Episode 5 was akin to riding shotgun in a car with someone who drives with both feet. The emotional constipation exhibited by Robert and the Dowager made me queasy, as did Robert’s obstinate attitude towards baby Sybil being baptized in the Catholic faith. Ladies Mary and Edith continue to exhibit progression towards modernization by making peace with their sister’s life choices, but Robert’s behavior goes beyond the typical parental protective mode. It is clear that he is as eager to abide by his deceased daughter’s wishes, as he is to follow Matthew’s advice on how best to preserve his ancestral home. In many ways, you can’t blame him for his attitude. If you are a person who lives life believing it is God’s will that you are who you are, then there will be many realities you will have trouble facing. Robert’s behavior reminded me of Helen Mirren’s portrayal of Queen Elizabeth II, in Stephen Frears’ amazing movie. The Queen. If Elizabeth believed it was God’s will that she be queen, then why wouldn’t Robert believe it was God’s will that would see him through tough times? Anyway, I don’t want to delve into the religious aspect of it; from my perspective, there is much more to avoiding painful realities than simply hiding behind God.

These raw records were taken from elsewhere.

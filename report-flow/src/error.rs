use thiserror::Error;

/// Errors raised by the submission workflow and its stages.
///
/// Every variant is terminal for the current operation: there is no retry
/// anywhere in this crate, the caller must resubmit from scratch.
#[derive(Debug, Error)]
pub enum FlowError {
    /// A required field is missing. Recoverable by user correction.
    #[error("validation failed: {0}")]
    Validation(String),

    /// The upload stage failed; the analyze stage never ran.
    #[error("upload failed: {0}")]
    Upload(String),

    /// The analyze stage failed after upload resolved.
    #[error("analysis failed: {0}")]
    Analysis(String),

    /// A submission is already running; only one may be in flight at a time.
    #[error("a submission is already in progress")]
    SubmissionInFlight,

    /// Session lookup failed.
    #[error("session not found: {0}")]
    SessionNotFound(String),

    /// A stage expected a value in the shared context that was not there.
    #[error("context error: {0}")]
    Context(String),
}

pub type Result<T> = std::result::Result<T, FlowError>;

Again, there were more conveniences written into the plotlines: Mrs. Bartlett somehow fessing up to her original story finally getting Mr. Bates sprung from prison; and the Countess getting Dr. Clarkson to convince Robert and Cora that the likelihood of Sybil surviving eclampsia was not very likely. Both storylines wrapped up very nicely with those two events, further illustrating the powers of persuasion the British gentry possessed. Or was it Julian Fellowes’ way of mocking the wealthy and their detachment from reality?

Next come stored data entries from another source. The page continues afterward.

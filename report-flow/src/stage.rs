use async_trait::async_trait;

use crate::{context::Context, error::Result};

/// One sequential phase of the submission pipeline.
///
/// The pipeline is strictly linear (upload, then analyze), so unlike a full
/// graph executor there is no routing decision in the return value: a stage
/// either succeeds, letting the workflow move forward, or fails, which is
/// terminal for the whole submission.
#[async_trait]
pub trait Stage: Send + Sync {
    /// Identifier used in logs and session bookkeeping.
    fn id(&self) -> &str;

    /// Execute the stage against the shared context.
    async fn run(&self, context: Context) -> Result<()>;
}
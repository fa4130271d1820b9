use async_trait::async_trait;
use report_flow::{ANALYSIS_KEY, Context, FlowError, ReportSubmission, Result, SUBMISSION_KEY, Stage};
use std::sync::Arc;
use std::time::Duration;
use tracing::info;

use crate::analysis::AnalysisEngine;

/// Simulated analysis. Waits for the configured delay, then asks the engine
/// for a result and stores it in the context for the workflow to pick up.
pub struct AnalyzeStage {
    engine: Arc<dyn AnalysisEngine>,
    delay: Duration,
}

impl AnalyzeStage {
    pub fn new(engine: Arc<dyn AnalysisEngine>, delay: Duration) -> Self {
        Self { engine, delay }
    }
}

#[async_trait]
impl Stage for AnalyzeStage {
    fn id(&self) -> &str {
        "analyze"
    }

    async fn run(&self, context: Context) -> Result<()> {
        let submission: ReportSubmission = context
            .get(SUBMISSION_KEY)
            .await
            .ok_or_else(|| FlowError::Context("submission not found in context".to_string()))?;

        info!(
            "Analyzing report '{}' ({:?})",
            submission.report_name, submission.report_type
        );

        tokio::time::sleep(self.delay).await;

        let report = self
            .engine
            .analyze(&submission)
            .await
            .map_err(|e| FlowError::Analysis(e.to_string()))?;

        context.set(ANALYSIS_KEY, report).await;
        info!("Analysis of '{}' finished", submission.report_name);
        Ok(())
    }
}
use report_service::{AppConfig, create_app};
use tokio::net::TcpListener;
use tracing::{Level, info, warn};
use tracing_subscriber::{EnvFilter, FmtSubscriber};

#[tokio::main]
async fn main() -> Result<(), Box<dyn std::error::Error>> {
    // Initialize tracing
    let subscriber = FmtSubscriber::builder()
        .with_env_filter(EnvFilter::from_default_env().add_directive(Level::INFO.into()))
        .finish();
    tracing::subscriber::set_global_default(subscriber)?;

    // Check required environment variables
    if std::env::var("OPENAI_API_KEY").is_err() {
        eprintln!("Error: OPENAI_API_KEY environment variable is required");
        std::process::exit(1);
    }
    if std::env::var("SUPABASE_URL").is_err() {
        warn!("SUPABASE_URL not set; auth routes will reject all requests");
    }

    let port = std::env::var("PORT")
        .unwrap_or_else(|_| "3000".to_string())
        .parse::<u16>()
        .unwrap_or(3000);

    let app = create_app(AppConfig::from_env());
    let listener = TcpListener::bind(format!("0.0.0.0:{}", port)).await?;
    let addr = listener.local_addr()?;

    info!("Health Report Analysis Service starting on {}", addr);
    info!("BMI/chat endpoint: POST http://{}/api/bmi-analysis", addr);
    info!("Report analysis endpoint: POST http://{}/reports/analyze", addr);
    info!("Health check endpoint: http://{}/health", addr);

    axum::serve(listener, app).await?;

    Ok(())
}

My favorite scenes in the episode involved Mrs. Hughes and Mrs. Patmore standing up to Mr. Carson as he attempted to berate Mrs. Patmore for coming to the aid of Ethel the prostitute-turned-cook. Second, it was wonderful how the Crawley ladies stood up to Robert en masse by refusing to leave Isobel’s home before finishing the lovely luncheon Ethel prepared for them. And finally, kudos to the Dowager Countess for uttering, “It seems a pity to miss such a good pudding,” in the face of Robert’s harsh judgement of Ethel. In my opinion, that was the best food-related line of dialog since Anthony Soprano, Jr. exclaimed, “What, no fucking ziti?” upon hearing that he would not get to eat his grandmother’s baked ziti at his birthday party.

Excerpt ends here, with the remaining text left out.